Instructions to follow: Your task is to give the data again, exactly, with every line intact.

══ Task material ══

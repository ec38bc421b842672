//! Exact ETH amounts.
//!
//! Amounts are held in wei so that threshold comparisons never go through
//! floating point. The decimal form ("0.01") is only used at the edges: JSON
//! bodies, CLI arguments and display.

use std::{cmp::Ordering, fmt, str::FromStr};

use ethers_core::{
    types::U256,
    utils::{format_ether, parse_ether},
};
use serde::{de, Deserialize, Deserializer, Serialize, Serializer};

use crate::error::PumpError;

/// Number of decimal places between wei and ether.
pub const ETH_DECIMALS: usize = 18;

/// A non-negative ETH amount with wei precision.
#[derive(Clone, Copy, Debug, Default, PartialEq, Eq, Hash)]
pub struct EthAmount(U256);

impl EthAmount {
    pub fn zero() -> Self {
        Self(U256::zero())
    }

    pub fn from_wei(wei: impl Into<U256>) -> Self {
        Self(wei.into())
    }

    pub fn wei(&self) -> U256 {
        self.0
    }

    pub fn is_zero(&self) -> bool {
        self.0.is_zero()
    }

    /// Parse a decimal ether string such as `"0.01"` or `"2"`.
    ///
    /// Rejects empty input, signs, exponents and more than 18 fractional
    /// digits.
    pub fn parse(input: &str) -> Result<Self, PumpError> {
        let trimmed = input.trim();
        if trimmed.is_empty() {
            return Err(PumpError::Validation("amount must not be empty".into()));
        }

        let (whole, frac) = match trimmed.split_once('.') {
            Some((whole, frac)) => (whole, frac),
            None => (trimmed, ""),
        };
        let digits_only = |part: &str| part.chars().all(|c| c.is_ascii_digit());
        if (whole.is_empty() && frac.is_empty()) || !digits_only(whole) || !digits_only(frac) {
            return Err(PumpError::Validation(format!(
                "'{trimmed}' is not a decimal ETH amount"
            )));
        }
        if frac.len() > ETH_DECIMALS {
            return Err(PumpError::Validation(format!(
                "'{trimmed}' has more than {ETH_DECIMALS} decimal places"
            )));
        }

        let normalized = match (whole.is_empty(), frac.is_empty()) {
            (true, _) => format!("0.{frac}"),
            (false, true) => whole.to_string(),
            (false, false) => format!("{whole}.{frac}"),
        };
        parse_ether(&normalized)
            .map(Self)
            .map_err(|err| PumpError::Validation(format!("invalid ETH amount '{trimmed}': {err}")))
    }

    /// Parse from a JSON value as sent by browser clients: either a number
    /// (`0.01`) or a string (`"0.01"`).
    pub fn from_json(value: &serde_json::Value) -> Result<Self, PumpError> {
        match value {
            serde_json::Value::String(s) => Self::parse(s),
            serde_json::Value::Number(n) => {
                if let Some(u) = n.as_u64() {
                    Self::parse(&u.to_string())
                } else if let Some(f) = n.as_f64() {
                    if f.is_sign_negative() {
                        return Err(PumpError::Validation(format!(
                            "amount must be positive, got {n}"
                        )));
                    }
                    Self::parse(&f.to_string())
                } else {
                    Err(PumpError::Validation(format!("amount must be positive, got {n}")))
                }
            }
            other => Err(PumpError::Validation(format!(
                "amount must be a number or decimal string, got {other}"
            ))),
        }
    }
}

impl fmt::Display for EthAmount {
    fn fmt(&self, f: &mut fmt::Formatter<'_>) -> fmt::Result {
        let full = format_ether(self.0);
        let display = match full.split_once('.') {
            Some((whole, frac)) => {
                let frac = frac.trim_end_matches('0');
                if frac.is_empty() {
                    whole.to_string()
                } else {
                    format!("{whole}.{frac}")
                }
            }
            None => full,
        };
        f.write_str(&display)
    }
}

impl FromStr for EthAmount {
    type Err = PumpError;

    fn from_str(s: &str) -> Result<Self, Self::Err> {
        Self::parse(s)
    }
}

impl PartialOrd for EthAmount {
    fn partial_cmp(&self, other: &Self) -> Option<Ordering> {
        Some(self.cmp(other))
    }
}

impl Ord for EthAmount {
    fn cmp(&self, other: &Self) -> Ordering {
        self.0.cmp(&other.0)
    }
}

impl Serialize for EthAmount {
    fn serialize<S: Serializer>(&self, serializer: S) -> Result<S::Ok, S::Error> {
        serializer.collect_str(self)
    }
}

impl<'de> Deserialize<'de> for EthAmount {
    fn deserialize<D: Deserializer<'de>>(deserializer: D) -> Result<Self, D::Error> {
        struct AmountVisitor;

        impl<'de> de::Visitor<'de> for AmountVisitor {
            type Value = EthAmount;

            fn expecting(&self, f: &mut fmt::Formatter<'_>) -> fmt::Result {
                f.write_str("a decimal ETH amount as string or number")
            }

            fn visit_str<E: de::Error>(self, v: &str) -> Result<Self::Value, E> {
                EthAmount::parse(v).map_err(E::custom)
            }

            fn visit_u64<E: de::Error>(self, v: u64) -> Result<Self::Value, E> {
                EthAmount::parse(&v.to_string()).map_err(E::custom)
            }

            fn visit_i64<E: de::Error>(self, v: i64) -> Result<Self::Value, E> {
                if v < 0 {
                    return Err(E::custom(format!("amount must not be negative, got {v}")));
                }
                EthAmount::parse(&v.to_string()).map_err(E::custom)
            }

            fn visit_f64<E: de::Error>(self, v: f64) -> Result<Self::Value, E> {
                if v.is_sign_negative() || !v.is_finite() {
                    return Err(E::custom(format!("amount must be a finite positive number, got {v}")));
                }
                EthAmount::parse(&v.to_string()).map_err(E::custom)
            }
        }

        deserializer.deserialize_any(AmountVisitor)
    }
}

═══

Answer section:
repository ec38bc421b842672
//! Exact ETH amounts.
//!
//! Amounts are held in wei so that threshold comparisons never go through
//! floating point. The decimal form ("0.01") is only used at the edges: JSON
//! bodies, CLI arguments and display.

use std::{cmp::Ordering, fmt, str::FromStr};

use ethers_core::{
    types::U256,
    utils::{format_ether, parse_ether},
};
use serde::{de, Deserialize, Deserializer, Serialize, Serializer};

use crate::error::PumpError;

/// Number of decimal places between wei and ether.
pub const ETH_DECIMALS: usize = 18;

/// A non-negative ETH amount with wei precision.
#[derive(Clone, Copy, Debug, Default, PartialEq, Eq, Hash)]
pub struct EthAmount(U256);

impl EthAmount {
    pub fn zero() -> Self {
        Self(U256::zero())
    }

    pub fn from_wei(wei: impl Into<U256>) -> Self {
        Self(wei.into())
    }

    pub fn wei(&self) -> U256 {
        self.0
    }

    pub fn is_zero(&self) -> bool {
        self.0.is_zero()
    }

    /// Parse a decimal ether string such as `"0.01"` or `"2"`.
    ///
    /// Rejects empty input, signs, exponents and more than 18 fractional
    /// digits.
    pub fn parse(input: &str) -> Result<Self, PumpError> {
        let trimmed = input.trim();
        if trimmed.is_empty() {
            return Err(PumpError::Validation("amount must not be empty".into()));
        }

        let (whole, frac) = match trimmed.split_once('.') {
            Some((whole, frac)) => (whole, frac),
            None => (trimmed, ""),
        };
        let digits_only = |part: &str| part.chars().all(|c| c.is_ascii_digit());
        if (whole.is_empty() && frac.is_empty()) || !digits_only(whole) || !digits_only(frac) {
            return Err(PumpError::Validation(format!(
                "'{trimmed}' is not a decimal ETH amount"
            )));
        }
        if frac.len() > ETH_DECIMALS {
            return Err(PumpError::Validation(format!(
                "'{trimmed}' has more than {ETH_DECIMALS} decimal places"
            )));
        }

        let normalized = match (whole.is_empty(), frac.is_empty()) {
            (true, _) => format!("0.{frac}"),
            (false, true) => whole.to_string(),
            (false, false) => format!("{whole}.{frac}"),
        };
        parse_ether(&normalized)
            .map(Self)
            .map_err(|err| PumpError::Validation(format!("invalid ETH amount '{trimmed}': {err}")))
    }

    /// Parse from a JSON value as sent by browser clients: either a number
    /// (`0.01`) or a string (`"0.01"`).
    pub fn from_json(value: &serde_json::Value) -> Result<Self, PumpError> {
        match value {
            serde_json::Value::String(s) => Self::parse(s),
            serde_json::Value::Number(n) => {
                if let Some(u) = n.as_u64() {
                    Self::parse(&u.to_string())
                } else if let Some(f) = n.as_f64() {
                    if f.is_sign_negative() {
                        return Err(PumpError::Validation(format!(
                            "amount must be positive, got {n}"
                        )));
                    }
                    Self::parse(&f.to_string())
                } else {
                    Err(PumpError::Validation(format!("amount must be positive, got {n}")))
                }
            }
            other => Err(PumpError::Validation(format!(
                "amount must be a number or decimal string, got {other}"
            ))),
        }
    }
}

impl fmt::Display for EthAmount {
    fn fmt(&self, f: &mut fmt::Formatter<'_>) -> fmt::Result {
        let full = format_ether(self.0);
        let display = match full.split_once('.') {
            Some((whole, frac)) => {
                let frac = frac.trim_end_matches('0');
                if frac.is_empty() {
                    whole.to_string()
                } else {
                    format!("{whole}.{frac}")
                }
            }
            None => full,
        };
        f.write_str(&display)
    }
}

impl FromStr for EthAmount {
    type Err = PumpError;

    fn from_str(s: &str) -> Result<Self, Self::Err> {
        Self::parse(s)
    }
}

impl PartialOrd for EthAmount {
    fn partial_cmp(&self, other: &Self) -> Option<Ordering> {
        Some(self.cmp(other))
    }
}

impl Ord for EthAmount {
    fn cmp(&self, other: &Self) -> Ordering {
        self.0.cmp(&other.0)
    }
}

impl Serialize for EthAmount {
    fn serialize<S: Serializer>(&self, serializer: S) -> Result<S::Ok, S::Error> {
        serializer.collect_str(self)
    }
}

impl<'de> Deserialize<'de> for EthAmount {
    fn deserialize<D: Deserializer<'de>>(deserializer: D) -> Result<Self, D::Error> {
        struct AmountVisitor;

        impl<'de> de::Visitor<'de> for AmountVisitor {
            type Value = EthAmount;

            fn expecting(&self, f: &mut fmt::Formatter<'_>) -> fmt::Result {
                f.write_str("a decimal ETH amount as string or number")
            }

            fn visit_str<E: de::Error>(self, v: &str) -> Result<Self::Value, E> {
                EthAmount::parse(v).map_err(E::custom)
            }

            fn visit_u64<E: de::Error>(self, v: u64) -> Result<Self::Value, E> {
                EthAmount::parse(&v.to_string()).map_err(E::custom)
            }

            fn visit_i64<E: de::Error>(self, v: i64) -> Result<Self::Value, E> {
                if v < 0 {
                    return Err(E::custom(format!("amount must not be negative, got {v}")));
                }
                EthAmount::parse(&v.to_string()).map_err(E::custom)
            }

            fn visit_f64<E: de::Error>(self, v: f64) -> Result<Self::Value, E> {
                if v.is_sign_negative() || !v.is_finite() {
                    return Err(E::custom(format!("amount must be a finite positive number, got {v}")));
                }
                EthAmount::parse(&v.to_string()).map_err(E::custom)
            }
        }

        deserializer.deserialize_any(AmountVisitor)
    }
}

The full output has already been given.